> What is required: Using the lines below, work out the count of those that hold "Skip". Give the number only.

> Stored items:
·····

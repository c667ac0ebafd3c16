use std::path::PathBuf;
use std::process;
use std::sync::Arc;
use std::thread;
use std::time::{Duration, Instant};

use clap::Parser;

use facelive_core::capture::domain::camera_device::StreamConstraints;
use facelive_core::capture::infrastructure::nokhwa_camera::{self, NokhwaCamera};
use facelive_core::controller::lifecycle_controller::{
    AnnotatorFactory, ControllerConfig, ControllerEvent, LifecycleController, LoopState,
};
use facelive_core::detection::domain::face_annotator::FaceAnnotator;
use facelive_core::detection::infrastructure::onnx_face_annotator::OnnxFaceAnnotator;
use facelive_core::models::registry::{ModelRegistry, ModelSelection, ModelSources};
use facelive_core::models::source::ModelSource;

mod settings;
use settings::{Facing, Settings};

/// Live face detection from a camera with a rendered overlay.
#[derive(Parser)]
#[command(name = "facelive")]
struct Cli {
    /// Camera index to open.
    #[arg(long, default_value = "0")]
    camera: u32,

    /// List available cameras and exit.
    #[arg(long)]
    list_cameras: bool,

    /// Requested stream width in pixels.
    #[arg(long)]
    width: Option<u32>,

    /// Requested stream height in pixels.
    #[arg(long)]
    height: Option<u32>,

    /// Camera facing: user or environment.
    #[arg(long)]
    facing: Option<String>,

    /// Milliseconds between detection ticks.
    #[arg(long)]
    interval_ms: Option<u64>,

    /// Drop detections narrower than this many pixels.
    #[arg(long)]
    min_face_width: Option<f32>,

    /// Face detection confidence threshold (0.0-1.0).
    #[arg(long)]
    confidence: Option<f32>,

    /// Skip the landmark model.
    #[arg(long)]
    no_landmarks: bool,

    /// Skip the age/gender model.
    #[arg(long)]
    no_attributes: bool,

    /// Start capture as soon as models are loaded.
    #[arg(long)]
    auto_start: bool,

    /// Seconds to run before exiting.
    #[arg(long, default_value = "10")]
    duration: u64,

    /// Directory holding the model files.
    #[arg(long)]
    model_dir: Option<PathBuf>,

    /// Base URL for downloading missing models.
    #[arg(long)]
    fallback_url: Option<String>,

    /// Write the final overlay surface to this PNG file.
    #[arg(long)]
    overlay_out: Option<PathBuf>,

    /// Persist the effective camera and detection settings.
    #[arg(long)]
    remember: bool,
}

fn main() {
    env_logger::init();

    if let Err(e) = run() {
        eprintln!("Error: {e}");
        process::exit(1);
    }
}

fn run() -> Result<(), Box<dyn std::error::Error>> {
    let cli = Cli::parse();
    validate(&cli)?;

    if cli.list_cameras {
        return list_cameras();
    }

    let settings = effective_settings(&cli);
    if cli.remember {
        settings.save();
    }

    let confidence = settings.confidence;
    let factory: AnnotatorFactory = Box::new(move |models| {
        let annotator = OnnxFaceAnnotator::from_models(models, confidence)?;
        Ok(Box::new(annotator) as Box<dyn FaceAnnotator>)
    });

    let device = Arc::new(NokhwaCamera::new(cli.camera));
    let mut controller = LifecycleController::new(
        controller_config(&settings),
        device,
        ModelRegistry::global(),
        factory,
    );
    controller.mount();

    let deadline = Instant::now() + Duration::from_secs(cli.duration);
    let mut started = false;
    while Instant::now() < deadline {
        for event in controller.poll() {
            match event {
                ControllerEvent::StateChanged(state) => {
                    log::info!("state: {state}");
                    if state == LoopState::Ready && !settings.auto_start && !started {
                        controller.start()?;
                        started = true;
                    }
                }
                ControllerEvent::ResultsUpdated(result) => println!("{}", result.summary()),
                ControllerEvent::LoadFailed(msg) => {
                    return Err(format!("model load failed: {msg}").into());
                }
                ControllerEvent::StartFailed(msg) => eprintln!("start failed: {msg}"),
                ControllerEvent::TickFailed(msg) => eprintln!("detection tick failed: {msg}"),
            }
        }
        thread::sleep(Duration::from_millis(50));
    }

    if let Some(path) = &cli.overlay_out {
        controller.overlay().surface().save(path)?;
        log::info!("Overlay written to {}", path.display());
    }
    controller.stop();
    controller.close();
    Ok(())
}

fn list_cameras() -> Result<(), Box<dyn std::error::Error>> {
    let devices = nokhwa_camera::list_devices()?;
    if devices.is_empty() {
        println!("No cameras found");
        return Ok(());
    }
    println!("{:<8} {:<32} Description", "Index", "Name");
    for device in devices {
        println!(
            "{:<8} {:<32} {}",
            device.index, device.name, device.description
        );
    }
    Ok(())
}

/// Saved settings with command-line flags layered on top.
fn effective_settings(cli: &Cli) -> Settings {
    let mut settings = Settings::load();
    if let Some(width) = cli.width {
        settings.width = width;
    }
    if let Some(height) = cli.height {
        settings.height = height;
    }
    if let Some(facing) = &cli.facing {
        settings.facing = parse_facing(facing);
    }
    if let Some(interval) = cli.interval_ms {
        settings.interval_ms = interval;
    }
    if let Some(min_width) = cli.min_face_width {
        settings.min_face_width = min_width;
    }
    if let Some(confidence) = cli.confidence {
        settings.confidence = confidence;
    }
    if cli.no_landmarks {
        settings.landmarks = false;
    }
    if cli.no_attributes {
        settings.attributes = false;
    }
    if cli.auto_start {
        settings.auto_start = true;
    }
    if let Some(dir) = &cli.model_dir {
        settings.model_dir = Some(dir.clone());
    }
    if let Some(url) = &cli.fallback_url {
        settings.fallback_url = Some(url.clone());
    }
    settings
}

fn controller_config(settings: &Settings) -> ControllerConfig {
    let mut sources = ModelSources::default();
    if let Some(dir) = &settings.model_dir {
        sources.primary = ModelSource::Dir(dir.clone());
    }
    if let Some(url) = &settings.fallback_url {
        sources.fallback = ModelSource::Http(url.clone());
    }
    ControllerConfig {
        sources,
        selection: ModelSelection {
            landmarks: settings.landmarks,
            attributes: settings.attributes,
        },
        constraints: StreamConstraints {
            width: settings.width,
            height: settings.height,
            facing: settings.facing.to_facing_mode(),
        },
        tick_interval: Duration::from_millis(settings.interval_ms),
        min_face_width: settings.min_face_width,
        auto_start: settings.auto_start,
        display_size: (settings.width, settings.height),
    }
}

fn validate(cli: &Cli) -> Result<(), Box<dyn std::error::Error>> {
    if let Some(confidence) = cli.confidence {
        if !(0.0..=1.0).contains(&confidence) {
            return Err(
                format!("Confidence must be between 0.0 and 1.0, got {confidence}").into(),
            );
        }
    }
    if let Some(facing) = &cli.facing {
        if !Facing::ALL.iter().any(|f| f.to_string() == *facing) {
            return Err(format!("Facing must be 'user' or 'environment', got '{facing}'").into());
        }
    }
    if let Some(interval) = cli.interval_ms {
        if interval == 0 {
            return Err("Interval must be at least 1 ms".into());
        }
    }
    if cli.width == Some(0) || cli.height == Some(0) {
        return Err("Stream dimensions must be positive".into());
    }
    if cli.duration == 0 {
        return Err("Duration must be at least 1 second".into());
    }
    Ok(())
}

fn parse_facing(facing: &str) -> Facing {
    if facing == "environment" {
        Facing::Environment
    } else {
        Facing::User
    }
}
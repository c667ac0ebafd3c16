pub mod domain;
pub mod infrastructure;
pub mod stream_manager;
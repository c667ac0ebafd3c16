//! Transparent RGBA overlay drawn from a detection result.
//!
//! The surface is sized to the display, not the native stream, so boxes are
//! scaled on the way in. Rendering always clears the previous contents:
//! results replace each other wholesale, and an empty result wipes the
//! surface rather than leaving stale boxes behind.

use image::{Rgba, RgbaImage};

use crate::overlay::labels;
use crate::shared::face::{DetectionResult, FaceBox};

#[derive(Clone, Copy, Debug)]
pub struct OverlayStyle {
    pub box_color: Rgba<u8>,
    pub landmark_color: Rgba<u8>,
    pub label_color: Rgba<u8>,
    pub label_background: Rgba<u8>,
    pub box_thickness: u32,
}

impl Default for OverlayStyle {
    fn default() -> Self {
        Self {
            box_color: Rgba([64, 220, 120, 255]),
            landmark_color: Rgba([255, 220, 64, 255]),
            label_color: Rgba([255, 255, 255, 255]),
            label_background: Rgba([0, 0, 0, 180]),
            box_thickness: 2,
        }
    }
}

pub struct OverlayRenderer {
    surface: RgbaImage,
    style: OverlayStyle,
}

impl OverlayRenderer {
    pub fn new(width: u32, height: u32) -> Self {
        Self::with_style(width, height, OverlayStyle::default())
    }

    pub fn with_style(width: u32, height: u32, style: OverlayStyle) -> Self {
        Self {
            surface: RgbaImage::new(width.max(1), height.max(1)),
            style,
        }
    }

    /// Redraw the surface for `result` at `display` pixels.
    ///
    /// Coordinates are scaled by the display/native width ratio, assuming the
    /// display preserves the stream aspect ratio.
    pub fn render(&mut self, result: &DetectionResult, display: (u32, u32)) {
        self.resize_if_needed(display);
        self.surface.fill(0);
        if result.is_empty() || result.native_width() == 0 {
            return;
        }

        let scale = display.0 as f32 / result.native_width() as f32;
        for face in result.faces() {
            let bbox = face.bbox.scaled(scale);
            self.draw_box(&bbox);
            if let Some(points) = &face.landmarks {
                for (px, py) in points {
                    imageproc::drawing::draw_filled_circle_mut(
                        &mut self.surface,
                        ((px * scale) as i32, (py * scale) as i32),
                        2,
                        self.style.landmark_color,
                    );
                }
            }
            if let Some(text) = face.label() {
                self.draw_face_label(&bbox, &text);
            }
        }
    }

    /// Wipe the surface to fully transparent.
    pub fn clear(&mut self) {
        self.surface.fill(0);
    }

    pub fn surface(&self) -> &RgbaImage {
        &self.surface
    }

    fn resize_if_needed(&mut self, display: (u32, u32)) {
        let (w, h) = (display.0.max(1), display.1.max(1));
        if self.surface.dimensions() != (w, h) {
            self.surface = RgbaImage::new(w, h);
        }
    }

    fn draw_box(&mut self, bbox: &FaceBox) {
        let x = bbox.x.round() as i32;
        let y = bbox.y.round() as i32;
        let w = bbox.width.round() as i32;
        let h = bbox.height.round() as i32;
        for inset in 0..self.style.box_thickness as i32 {
            let rw = (w - 2 * inset).max(1) as u32;
            let rh = (h - 2 * inset).max(1) as u32;
            imageproc::drawing::draw_hollow_rect_mut(
                &mut self.surface,
                imageproc::rect::Rect::at(x + inset, y + inset).of_size(rw, rh),
                self.style.box_color,
            );
        }
    }

    fn draw_face_label(&mut self, bbox: &FaceBox, text: &str) {
        let strip_h = labels::label_height() as i32;
        let box_y = bbox.y.round() as i32;
        // Above the box when there is room, below it near the top edge.
        let y = if box_y >= strip_h {
            box_y - strip_h
        } else {
            box_y + bbox.height.round() as i32
        };
        labels::draw_label(
            &mut self.surface,
            bbox.x.round() as i32,
            y,
            text,
            self.style.label_color,
            self.style.label_background,
        );
    }
}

·····

> Answer for the task: 2